Capacity planning is often done through modeling. The models help in identifying the key system interactions that impact throughput and capacity. As with any model, there are a number of variables that you can manipulate. With z/VM it is quite easy to obtain the input data, even for the most detailed models.

15.2.1 What makes mainframe performance different?

Real throughput in a system depends on many factors; the primary ones are processor power (processor design and clock speed), scheduling capability, and internal bandwidth for memory and I/O. Therefore, the capacity of two systems can be effectively compared only by taking all these factors into account.

If you ask a performance expert, "What is performance?" you might get the answer, "It depends." The mainframe approach to performance is, in a sense, based on efficient use of its resources. The mainframe aims to make sure there is the right balance of resources (CPU, memory, and I/O) needed for the type of work typically done by businesses.

In a balanced system, all computer resources (CPU, storage, I/O, operating system) work together without workloads causing a bottleneck or conflict for any one resource. Such a system accomplishes more than just being simply busy. It provides service to all its users within the required response time and meets throughput objectives, even when the business grows or when unexpected load conditions arise. A balanced system optimizes system capacity and achieves the best performance and throughput in accordance with the goals that were set (for example, throughput, response times, number of users).

Figure 15-4 and Figure 15-5 show a graphical representation of the balance concept for a given workload. In the figures, the CPU's axis is related to CPU speed times the number of CPUs per system. Bandwidth is a measure of data rate from all sources to memory, both CPU and I/O. Scheduler capability is the ability of the operating system to schedule work in a way that utilizes the system resources in the most efficient manner (with the objective of avoiding conflicts and bottlenecks).

Figure 15-4. Servers optimized for different workloads

graphics/15fig04.gif

Figure 15-5. The mainframe is balanced for commercial workloads

graphics/15fig05.gif

Figure 15-4 shows an example of a server optimized for many users who do not process much data.
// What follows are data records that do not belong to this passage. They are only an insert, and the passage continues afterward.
//! Touch acceptance and debouncing.
//!
//! The panel driver hands us raw `(x, y, pressure)` samples in the 10-bit
//! calibration space. `TouchGate` filters light or implausibly hard presses,
//! drops samples outside the calibrated rectangle and maps the rest onto
//! screen pixels. After a touch has been acted upon the loop calls
//! `wait_for_release` so one physical press yields one logical tap.

use crate::config::{
    MAXPRESSURE, MINPRESSURE, SCREEN_HEIGHT, SCREEN_WIDTH, TOUCH_RELEASE_POLL_MS,
    TOUCH_RELEASE_TIMEOUT_MS, TS_MAXX, TS_MAXY, TS_MINX, TS_MINY,
};
use embedded_graphics::prelude::Point;
use embedded_hal::delay::DelayNs;

/// One raw sample from the touch controller.
#[derive(Clone, Copy, Debug, Default, PartialEq, Eq)]
#[cfg_attr(feature = "defmt", derive(defmt::Format))]
pub struct RawTouch {
    pub x: u16,
    pub y: u16,
    /// Zero when nothing touches the panel.
    pub pressure: u16,
}

/// Touch panel driver seam.
pub trait TouchPanel {
    fn read(&mut self) -> RawTouch;
}

/// Raw ADC bounds and pressure window.
///
/// A panel mounted mirrored is described with `min` above `max` on that
/// axis.
#[derive(Clone, Copy, Debug, PartialEq, Eq)]
#[cfg_attr(feature = "defmt", derive(defmt::Format))]
pub struct Calibration {
    pub min_x: u16,
    pub max_x: u16,
    pub min_y: u16,
    pub max_y: u16,
    pub min_pressure: u16,
    pub max_pressure: u16,
}

impl Calibration {
    pub const DEFAULT: Self = Self {
        min_x: TS_MINX,
        max_x: TS_MAXX,
        min_y: TS_MINY,
        max_y: TS_MAXY,
        min_pressure: MINPRESSURE,
        max_pressure: MAXPRESSURE,
    };
}

impl Default for Calibration {
    fn default() -> Self {
        Self::DEFAULT
    }
}

/// Outcome of waiting for the finger to lift.
#[derive(Clone, Copy, Debug, PartialEq, Eq)]
#[cfg_attr(feature = "defmt", derive(defmt::Format))]
pub enum Release {
    Released,
    /// The panel kept reporting contact; treated as released.
    TimedOut,
}

pub struct TouchGate {
    /// Bounds with `min <= max` on every axis.
    calibration: Calibration,
    mirror_x: bool,
    mirror_y: bool,
}

impl TouchGate {
    /// Inverted axis bounds are swapped and that axis is mirrored; an
    /// inverted pressure window is swapped.
    pub const fn new(calibration: Calibration) -> Self {
        let mut cal = calibration;
        let mirror_x = cal.min_x > cal.max_x;
        if mirror_x {
            cal.min_x = calibration.max_x;
            cal.max_x = calibration.min_x;
        }
        let mirror_y = cal.min_y > cal.max_y;
        if mirror_y {
            cal.min_y = calibration.max_y;
            cal.max_y = calibration.min_y;
        }
        if cal.min_pressure > cal.max_pressure {
            cal.min_pressure = calibration.max_pressure;
            cal.max_pressure = calibration.min_pressure;
        }
        Self {
            calibration: cal,
            mirror_x,
            mirror_y,
        }
    }

    pub fn calibration(&self) -> &Calibration {
        &self.calibration
    }

    /// True if the sample carries a pressure inside the acceptance window.
    pub fn is_pressed(&self, raw: &RawTouch) -> bool {
        raw.pressure >= self.calibration.min_pressure
            && raw.pressure <= self.calibration.max_pressure
    }

    /// Validate a raw sample and map it to screen pixels.
    pub fn accept(&self, raw: RawTouch) -> Option<Point> {
        if !self.is_pressed(&raw) {
            return None;
        }

        let cal = &self.calibration;
        if raw.x < cal.min_x || raw.x > cal.max_x || raw.y < cal.min_y || raw.y > cal.max_y {
            return None;
        }

        let max_x = SCREEN_WIDTH as i32 - 1;
        let max_y = SCREEN_HEIGHT as i32 - 1;
        let mut x = map_range(raw.x, cal.min_x, cal.max_x, max_x);
        let mut y = map_range(raw.y, cal.min_y, cal.max_y, max_y);
        if self.mirror_x {
            x = max_x - x;
        }
        if self.mirror_y {
            y = max_y - y;
        }
        Some(Point::new(x, y))
    }

    /// Read one sample from the panel and accept or reject it.
    pub fn poll(&self, panel: &mut impl TouchPanel) -> Option<Point> {
        self.accept(panel.read())
    }

    /// Poll until the panel reports no contact.
    ///
    /// Bounded by `TOUCH_RELEASE_TIMEOUT_MS` so a stuck contact cannot stall
    /// the loop.
    pub fn wait_for_release(
        &self,
        panel: &mut impl TouchPanel,
        delay: &mut impl DelayNs,
    ) -> Release {
        let max_polls = TOUCH_RELEASE_TIMEOUT_MS / TOUCH_RELEASE_POLL_MS;
        for _ in 0..max_polls {
            let raw = panel.read();
            if raw.pressure < self.calibration.min_pressure {
                return Release::Released;
            }
            delay.delay_ms(TOUCH_RELEASE_POLL_MS);
        }

        warn!(
            "Touch: contact held for {} ms, treating as released",
            TOUCH_RELEASE_TIMEOUT_MS
        );
        Release::TimedOut
    }
}

impl Default for TouchGate {
    fn default() -> Self {
        Self::new(Calibration::DEFAULT)
    }
}

/// Linear map of `value` from `in_min..=in_max` onto `0..=out_max`.
fn map_range(value: u16, in_min: u16, in_max: u16, out_max: i32) -> i32 {
    let span = (in_max - in_min) as i32;
    if span == 0 {
        return 0;
    }
    (value - in_min) as i32 * out_max / span
}

#[cfg(test)]
mod tests {
    use super::*;

    struct Held {
        remaining: u32,
        reads: u32,
    }

    impl TouchPanel for Held {
        fn read(&mut self) -> RawTouch {
            self.reads += 1;
            if self.remaining == 0 {
                RawTouch::default()
            } else {
                self.remaining -= 1;
                RawTouch {
                    x: 500,
                    y: 500,
                    pressure: 300,
                }
            }
        }
    }

    #[derive(Default)]
    struct CountingDelay {
        total_ms: u64,
    }

    impl DelayNs for CountingDelay {
        fn delay_ns(&mut self, ns: u32) {
            self.total_ms += (ns / 1_000_000) as u64;
        }

        fn delay_ms(&mut self, ms: u32) {
            self.total_ms += ms as u64;
        }
    }

    fn raw(x: u16, y: u16, pressure: u16) -> RawTouch {
        RawTouch { x, y, pressure }
    }

    #[test]
    fn pressure_outside_window_is_rejected() {
        let gate = TouchGate::default();
        for pressure in [0, 1, MINPRESSURE - 1, MAXPRESSURE + 1, u16::MAX] {
            assert_eq!(gate.accept(raw(500, 500, pressure)), None, "pressure {}", pressure);
        }
        assert!(gate.accept(raw(500, 500, MINPRESSURE)).is_some());
        assert!(gate.accept(raw(500, 500, MAXPRESSURE)).is_some());
    }

    #[test]
    fn coordinates_outside_calibration_are_rejected() {
        let gate = TouchGate::default();
        assert_eq!(gate.accept(raw(TS_MINX - 1, 500, 200)), None);
        assert_eq!(gate.accept(raw(TS_MAXX + 1, 500, 200)), None);
        assert_eq!(gate.accept(raw(500, TS_MINY - 1, 200)), None);
        assert_eq!(gate.accept(raw(500, TS_MAXY + 1, 200)), None);
    }

    #[test]
    fn corners_map_to_screen_corners() {
        let gate = TouchGate::default();
        assert_eq!(gate.accept(raw(TS_MINX, TS_MINY, 200)), Some(Point::new(0, 0)));
        assert_eq!(
            gate.accept(raw(TS_MAXX, TS_MAXY, 200)),
            Some(Point::new(SCREEN_WIDTH as i32 - 1, SCREEN_HEIGHT as i32 - 1))
        );
    }

    #[test]
    fn midpoint_maps_linearly() {
        let gate = TouchGate::default();
        // (500 - 100) * 239 / 800 = 119, (500 - 100) * 319 / 800 = 159
        assert_eq!(gate.accept(raw(500, 500, 200)), Some(Point::new(119, 159)));
    }

    #[test]
    fn inverted_axis_is_mirrored() {
        let gate = TouchGate::new(Calibration {
            min_x: TS_MAXX,
            max_x: TS_MINX,
            ..Calibration::DEFAULT
        });
        assert_eq!(gate.calibration().min_x, TS_MINX);
        assert_eq!(gate.calibration().max_x, TS_MAXX);
        assert_eq!(gate.accept(raw(TS_MAXX, TS_MINY, 200)), Some(Point::new(0, 0)));
        assert_eq!(
            gate.accept(raw(TS_MINX, TS_MAXY, 200)),
            Some(Point::new(SCREEN_WIDTH as i32 - 1, SCREEN_HEIGHT as i32 - 1))
        );
        assert_eq!(gate.accept(raw(500, 500, 200)), Some(Point::new(120, 159)));
        assert_eq!(gate.accept(raw(TS_MAXX + 1, 500, 200)), None);
    }

    #[test]
    fn inverted_pressure_window_is_swapped() {
        let gate = TouchGate::new(Calibration {
            min_pressure: MAXPRESSURE,
            max_pressure: MINPRESSURE,
            ..Calibration::DEFAULT
        });
        assert!(gate.accept(raw(500, 500, 200)).is_some());
        assert_eq!(gate.accept(raw(500, 500, MINPRESSURE - 1)), None);
    }

    #[test]
    fn release_wait_returns_once_lifted() {
        let gate = TouchGate::default();
        let mut panel = Held {
            remaining: 3,
            reads: 0,
        };
        let mut delay = CountingDelay::default();
        assert_eq!(gate.wait_for_release(&mut panel, &mut delay), Release::Released);
        assert_eq!(panel.reads, 4);
        assert_eq!(delay.total_ms, 3 * TOUCH_RELEASE_POLL_MS as u64);
    }

    #[test]
    fn release_wait_is_bounded() {
        let gate = TouchGate::default();
        let mut panel = Held {
            remaining: u32::MAX,
            reads: 0,
        };
        let mut delay = CountingDelay::default();
        assert_eq!(gate.wait_for_release(&mut panel, &mut delay), Release::TimedOut);
        assert_eq!(delay.total_ms, TOUCH_RELEASE_TIMEOUT_MS as u64);
    }
}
This might be a support center with many people who accept calls and must be able to work on the problems when they come in. Only a small number are active at a time. The system in the figure is balanced for this workload; however, this workload is not typical for a commercial system.

What happens to a small Web server run by StoreCompany if the number of users increases from tens to hundreds? For example, let us say you need to support static Web serving at 60,000 hits during an eight-hour working day. That is 125 hits per second involving numerous I/O operations if all the users want to look up books or CDs on a catalog. An increase in CPU does not automatically mean an increase in bandwidth, as is shown Figure 15-4. A mainframe traditionally has been extended in all dimensions, as is shown in Figure 15-5.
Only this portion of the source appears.